■ **REQUIRED WORK**
Which lines of the records below contain the word "contains"? Copy each of them out.

■ **MATERIAL FOR THE TASK**
+++++

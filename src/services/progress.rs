//! # 과제 기간(Assignment Window)과 진도 계산
//!
//! 루틴이 배정된 날부터 8일(배정일 포함, `[배정일, 배정일 + 7]`) 동안만
//! 연습 기록을 남길 수 있습니다. 이 모듈은 그 기간 계산과
//! 진도율(0~100%), 차트용 일별 데이터 생성을 담당합니다.
//!
//! 모든 함수는 순수 함수입니다. 계산 결과를 학생 레코드에 저장하는 일은
//! `db::students::record_progress`가 따로 맡습니다.
//!
//! ## 진도율 공식
//! ```text
//! ideal   = 학생에게 저장된 주간 이상 시간 (> 0)
//!           없으면 템플릿의 주간 이상 시간, 그것도 0이면 진도율 0
//! total   = 기간 안 기록들의 연습 시간 합
//! percent = min(100, round(100 × total / ideal))
//! ```

use chrono::{DateTime, Days, Local, NaiveDate, NaiveDateTime};
use serde::{Deserialize, Serialize};

use crate::models::{DailyPracticeLog, RoutineTemplate, StudentData};

/// 과제 기간의 길이 (일)
pub const WINDOW_DAYS: u64 = 8;

/// 서버 로컬 시간대 기준의 오늘. 날짜를 생략한 요청의 기본값입니다.
pub fn today() -> NaiveDate {
    Local::now().date_naive()
}

/// ISO 8601 날짜 문자열을 날짜로 해석합니다.
///
/// `2024-01-01`, `2024-01-01T09:30:00.000Z`, `2024-01-01T09:30:00` 모두 받습니다.
/// 해석할 수 없으면 None: 호출자는 해당 값을 계산에서 제외합니다.
pub fn parse_iso_date(raw: &str) -> Option<NaiveDate> {
    let raw = raw.trim();
    if let Ok(date) = NaiveDate::parse_from_str(raw, "%Y-%m-%d") {
        return Some(date);
    }
    if let Ok(dt) = DateTime::parse_from_rfc3339(raw) {
        return Some(dt.date_naive());
    }
    NaiveDateTime::parse_from_str(raw, "%Y-%m-%dT%H:%M:%S%.f")
        .ok()
        .map(|dt| dt.date())
}

/// 8일짜리 과제 기간 (양 끝 포함)
#[derive(Debug, Clone, Copy, PartialEq, Eq, Serialize)]
#[serde(rename_all = "camelCase")]
pub struct AssignmentWindow {
    pub start: NaiveDate,
    pub end: NaiveDate,
}

impl AssignmentWindow {
    pub fn starting(start: NaiveDate) -> Self {
        Self {
            start,
            end: start + Days::new(WINDOW_DAYS - 1),
        }
    }

    /// 학생 레코드에 저장된 배정일 문자열로부터 기간을 만듭니다.
    /// 배정일이 없거나 깨져 있으면 None (= 어떤 날짜도 기록 불가).
    pub fn from_assignment_date(raw: Option<&str>) -> Option<Self> {
        raw.and_then(parse_iso_date).map(Self::starting)
    }

    pub fn for_student(student: &StudentData) -> Option<Self> {
        Self::from_assignment_date(student.current_routine_assignment_date.as_deref())
    }

    pub fn contains(&self, date: NaiveDate) -> bool {
        self.start <= date && date <= self.end
    }

    /// 기간에 속한 8개의 날짜를 순서대로 돌려줍니다.
    pub fn days(&self) -> impl Iterator<Item = NaiveDate> {
        let start = self.start;
        (0..WINDOW_DAYS).map(move |offset| start + Days::new(offset))
    }

    /// 사용자에게 보여줄 기간 안내 문구
    pub fn describe(&self) -> String {
        format!(
            "Practice can only be logged between {} and {}",
            self.start.format("%Y-%m-%d"),
            self.end.format("%Y-%m-%d")
        )
    }
}

/// 해당 날짜에 기록을 남길 수 있는지 여부
pub fn is_loggable(window: Option<&AssignmentWindow>, date: NaiveDate) -> bool {
    window.is_some_and(|w| w.contains(date))
}

/// 이전/다음 날 이동 방향
#[derive(Debug, Clone, Copy, PartialEq, Eq, Deserialize)]
#[serde(rename_all = "lowercase")]
pub enum Direction {
    Prev,
    Next,
}

/// 하루 이동합니다. 이동한 날짜가 기간 밖이면 이동하지 않고 원래 날짜를 돌려줍니다.
///
/// 기간 경계로 끌어당기지(clamp) 않습니다.
/// 기간이 없으면 제한 없이 이동합니다.
pub fn navigate(window: Option<&AssignmentWindow>, current: NaiveDate, direction: Direction) -> NaiveDate {
    let target = match direction {
        Direction::Prev => current.checked_sub_days(Days::new(1)),
        Direction::Next => current.checked_add_days(Days::new(1)),
    };
    let Some(target) = target else {
        return current;
    };

    match (window, direction) {
        (Some(w), Direction::Prev) if target < w.start => current,
        (Some(w), Direction::Next) if target > w.end => current,
        _ => target,
    }
}

/// (이전 버튼 활성화, 다음 버튼 활성화)
pub fn navigation_flags(window: Option<&AssignmentWindow>, current: NaiveDate) -> (bool, bool) {
    match window {
        Some(w) => (current > w.start, current < w.end),
        None => (true, true),
    }
}

/// 학생의 현재 루틴, 현재 기간에 해당하는 기록만 골라냅니다.
///
/// 날짜를 해석할 수 없는 기록은 조용히 제외합니다.
pub fn relevant_logs<'a>(
    logs: &'a [DailyPracticeLog],
    student_id: &str,
    routine_id: &str,
    window: &AssignmentWindow,
) -> Vec<&'a DailyPracticeLog> {
    logs.iter()
        .filter(|log| log.student_id == student_id)
        .filter(|log| log.routine_template_id.as_deref() == Some(routine_id))
        .filter(|log| parse_iso_date(&log.date).is_some_and(|d| window.contains(d)))
        .collect()
}

/// 진도 계산에 쓸 주간 이상 연습 시간을 정합니다.
///
/// 학생 레코드 값 → 템플릿에 저장된 값 → 템플릿 섹션으로 다시 계산한 값 순서.
pub fn resolve_ideal_weekly_time(student_ideal: Option<u32>, template: Option<&RoutineTemplate>) -> u32 {
    if let Some(ideal) = student_ideal.filter(|v| *v > 0) {
        return ideal;
    }
    template
        .map(|t| {
            t.calculated_ideal_weekly_time
                .filter(|v| *v > 0)
                .unwrap_or_else(|| t.ideal_weekly_minutes())
        })
        .unwrap_or(0)
}

/// `min(100, round(100 × total / ideal))`, ideal이 0이면 나누지 않고 0.
pub fn progress_percent(total_minutes: u32, ideal_weekly_time: u32) -> u32 {
    if ideal_weekly_time == 0 {
        return 0;
    }
    let ratio = f64::from(total_minutes) / f64::from(ideal_weekly_time) * 100.0;
    (ratio.round() as u32).min(100)
}

/// 진도 계산 결과: 학생 레코드에 그대로 저장됩니다.
#[derive(Debug, Clone, Copy, PartialEq, Eq, Serialize)]
#[serde(rename_all = "camelCase")]
pub struct ProgressOutcome {
    pub ideal_weekly_time: u32,
    pub total_minutes: u32,
    pub percent: u32,
}

/// 학생의 현재 루틴 진도를 계산합니다 (저장하지 않음).
///
/// 배정된 루틴이나 배정일이 없으면 계산할 것이 없으므로 None.
pub fn compute_progress(
    student: &StudentData,
    template: Option<&RoutineTemplate>,
    logs: &[DailyPracticeLog],
) -> Option<ProgressOutcome> {
    let routine_id = student.current_routine_id.as_deref()?;
    let window = AssignmentWindow::for_student(student)?;

    let ideal_weekly_time = resolve_ideal_weekly_time(student.current_routine_ideal_weekly_time, template);
    if ideal_weekly_time == 0 {
        return Some(ProgressOutcome {
            ideal_weekly_time: 0,
            total_minutes: 0,
            percent: 0,
        });
    }

    let total_minutes = relevant_logs(logs, &student.id, routine_id, &window)
        .iter()
        .map(|log| log.total_minutes())
        .fold(0u32, u32::saturating_add);

    Some(ProgressOutcome {
        ideal_weekly_time,
        total_minutes,
        percent: progress_percent(total_minutes, ideal_weekly_time),
    })
}

/// 막대 차트의 하루치 데이터
#[derive(Debug, Clone, PartialEq, Eq, Serialize)]
#[serde(rename_all = "camelCase")]
pub struct ChartPoint {
    /// `YYYY-MM-DD`
    pub date: String,
    /// 축 라벨 (예: "Mon, Jan 1")
    pub label: String,
    pub actual_practice: u32,
    pub ideal_daily_practice: u32,
}

/// 기간 8일 각각에 대해 (실제 연습 시간, 하루 이상 연습 시간)을 만듭니다.
///
/// `logs`는 `relevant_logs`로 걸러진 기록이어야 합니다.
/// 기록이 없는 날은 0분입니다.
pub fn chart_series(
    window: &AssignmentWindow,
    logs: &[&DailyPracticeLog],
    ideal_daily_minutes: u32,
) -> Vec<ChartPoint> {
    window
        .days()
        .map(|day| {
            let key = day.format("%Y-%m-%d").to_string();
            let actual = logs
                .iter()
                .find(|log| log.date == key)
                .map(|log| log.total_minutes())
                .unwrap_or(0);
            ChartPoint {
                label: day.format("%a, %b %-d").to_string(),
                date: key,
                actual_practice: actual,
                ideal_daily_practice: ideal_daily_minutes,
            }
        })
        .collect()
}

+++++

■ **RESULT OF THIS EXERCISE**
    pub fn contains(&self, date: NaiveDate) -> bool {
    window.is_some_and(|w| w.contains(date))
        .filter(|log| parse_iso_date(&log.date).is_some_and(|d| window.contains(d)))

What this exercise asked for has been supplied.